Count Yegor Petrovich Tolstoy Граф Егор Петрович Толстой; 19 July 1802 – 12 March 1874) was an Imperial Russian lieutenant-general, senator, and governor of Taganrog, Kaluga, and Penza.

==Military career==
Son of Pyotr Aleksandrovich Tolstoy, Yegor Tolstoy was born on 9 July 1802 (Old Style) in the Tolstoy family. He received home education and in 1819 enrolled to serve in the Uglitsk regiment. In 1821, he was transferred into the regiment of chasseurs of the Leib Guards. Tolstoy was aide-de-camp to general Alexander von Neidgart, and was stationed in Laibach (Ljubljana) during the Congress, where he was appointed head of the Russian headquarters of the detachment against Piedmont. In 1826, Count Tolstoy participated in the Russo-Persian War, 1826–1828, serving as aide de camp to Mayor-General Prince Aleksandr Sergeyevich Menshikov. On 21 April 1827 Tolstoy was appointed aide de camp to the Emperor Nicholas I of Russia. During the campaign of Russo-Turkish War, 1828–1829, he was awarded with an Order of St. George of the 4th degree and the rank of colonel for the action in the siege of Anapa.
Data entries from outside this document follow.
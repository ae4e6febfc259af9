//! Presentation requests and completion tickets.
//!
//! The engine never waits on animations. Instead, resolving a spin queues a
//! sequence of [`PresentationRequest`]s; the presentation layer plays the
//! request at the head of the queue and signals completion with its
//! [`PresentationTicket`]. Only then does the next request become current.
//!
//! # Ordering
//!
//! 1. One [`PresentationRequest::EffectTransition`] per applied effect, in
//!    resolution order
//! 2. One [`PresentationRequest::ScoreAccrual`] per score batch, ascending
//!
//! Score accrues to the session total when its accrual request completes.

use serde::{Deserialize, Serialize};
use std::fmt;

use crate::grid::GridPosition;
use crate::symbol::ActionKind;

/// Identifies one queued request: the spin it belongs to and its place in
/// that spin's sequence.
#[derive(Debug, Clone, Copy, PartialEq, Eq, PartialOrd, Ord, Hash, Serialize, Deserialize)]
pub struct PresentationTicket {
    /// Spin sequence number
    pub spin: u64,
    /// Position within the spin's request sequence
    pub sequence: u32,
}

impl fmt::Display for PresentationTicket {
    fn fmt(&self, f: &mut fmt::Formatter<'_>) -> fmt::Result {
        write!(f, "spin {} step {}", self.spin, self.sequence)
    }
}

/// Something the presentation layer should play.
#[derive(Debug, Clone, PartialEq, Eq, Serialize, Deserialize)]
pub enum PresentationRequest {
    /// An effect fired from `source` onto `targets`.
    EffectTransition {
        /// Cell of the acting symbol
        source: GridPosition,
        /// Cells acted upon
        targets: Vec<GridPosition>,
        /// What was done
        action: ActionKind,
    },
    /// A batch of cells sharing one score pays out.
    ScoreAccrual {
        /// Cells in the batch
        positions: Vec<GridPosition>,
        /// Score of each member
        score: u64,
        /// Total added to the session score on completion
        amount: u64,
    },
}

impl PresentationRequest {
    /// Every cell the request animates.
    #[must_use]
    pub fn positions(&self) -> Vec<GridPosition> {
        match self {
            Self::EffectTransition {
                source, targets, ..
            } => std::iter::once(*source).chain(targets.iter().copied()).collect(),
            Self::ScoreAccrual { positions, .. } => positions.clone(),
        }
    }

    /// Score added when this request completes.
    #[must_use]
    pub const fn accrual(&self) -> u64 {
        match self {
            Self::EffectTransition { .. } => 0,
            Self::ScoreAccrual { amount, .. } => *amount,
        }
    }
}

/// A queued request together with its ticket.
#[derive(Debug, Clone, PartialEq, Eq, Serialize, Deserialize)]
pub struct PendingRequest {
    /// Ticket to hand back on completion
    pub ticket: PresentationTicket,
    /// What to play
    pub request: PresentationRequest,
}

/// Plays presentation requests for callers that drive the machine
/// synchronously, such as headless simulations.
///
/// [`SlotMachine::drive`](crate::machine::SlotMachine::drive) calls
/// [`PresentationDriver::play`] for each request and treats return as the
/// completion signal.
pub trait PresentationDriver {
    /// Plays one request to completion.
    fn play(&mut self, pending: &PendingRequest);
}

/// Driver that completes every request immediately.
#[derive(Debug, Clone, Copy, Default)]
pub struct InstantDriver;

impl PresentationDriver for InstantDriver {
    fn play(&mut self, _pending: &PendingRequest) {}
}
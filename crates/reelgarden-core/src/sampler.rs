//! Collection sampler: draws a viewport from the owned collection.
//!
//! The owned collection is conceptually padded with fillers up to the grid
//! size, then exactly `grid.len()` distinct entries are drawn without
//! replacement. The draw order is random, not the collection's order.

use rand::seq::index;
use rand::Rng;
use tracing::trace;

use crate::catalog::SymbolCatalog;
use crate::collection::{OwnedCollection, Viewport};
use crate::grid::GridTopology;
use crate::symbol::InstanceAllocator;

/// Samples a fresh viewport.
///
/// Entries drawn from `owned` keep their instance ids; padding fillers get
/// fresh ids that do not appear in `owned`.
pub fn sample_viewport<R: Rng + ?Sized>(
    owned: &OwnedCollection,
    catalog: &SymbolCatalog,
    grid: GridTopology,
    ids: &mut InstanceAllocator,
    rng: &mut R,
) -> Viewport {
    let target = grid.len();
    let padding = target.saturating_sub(owned.len());
    let pool = owned.len() + padding;

    // `index::sample` returns the chosen indices fully shuffled.
    let cells = index::sample(rng, pool, target)
        .into_iter()
        .map(|i| match owned.get(i) {
            Some(symbol) => symbol.clone(),
            None => ids.instantiate(catalog.filler()),
        })
        .collect();

    trace!(owned = owned.len(), padding, target, "sampled viewport");
    Viewport::from_symbols(cells)
}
He was awarded with a golden sword for the restoration of the communication between the main army and the corps of general Loggin Rot in July of the same year; and was wounded in the head during the Siege of Varna.
In 1831, Yegor Tolstoy participated in the military actions against Polish rebels during November Uprising and was awarded with an Order of St. Vladimir of the 3rd degree for the seizure of Warsaw.

==Government Work==
In 1835 Count Tolstoy received an appointment at the Ministry of Interior and gave his resignation in 1840. In April 1851, he was appointed governor of Kaluga, and on 27 April 1854, governor-general of the city of Taganrog. Tolstoy held this office until September 1856 and participated in the defense of the city from bombardments and landing operations during the Siege of Taganrog in 1855. On 31 August 1859 he was appointed governor of Penza and on 4 August 1861, Russian senator. In 1870, Tolstoy was decorated with an Order of St. Alexander Nevsky for the 50 years of service.
Count Yegor Tolstoy died on 12 March 1874.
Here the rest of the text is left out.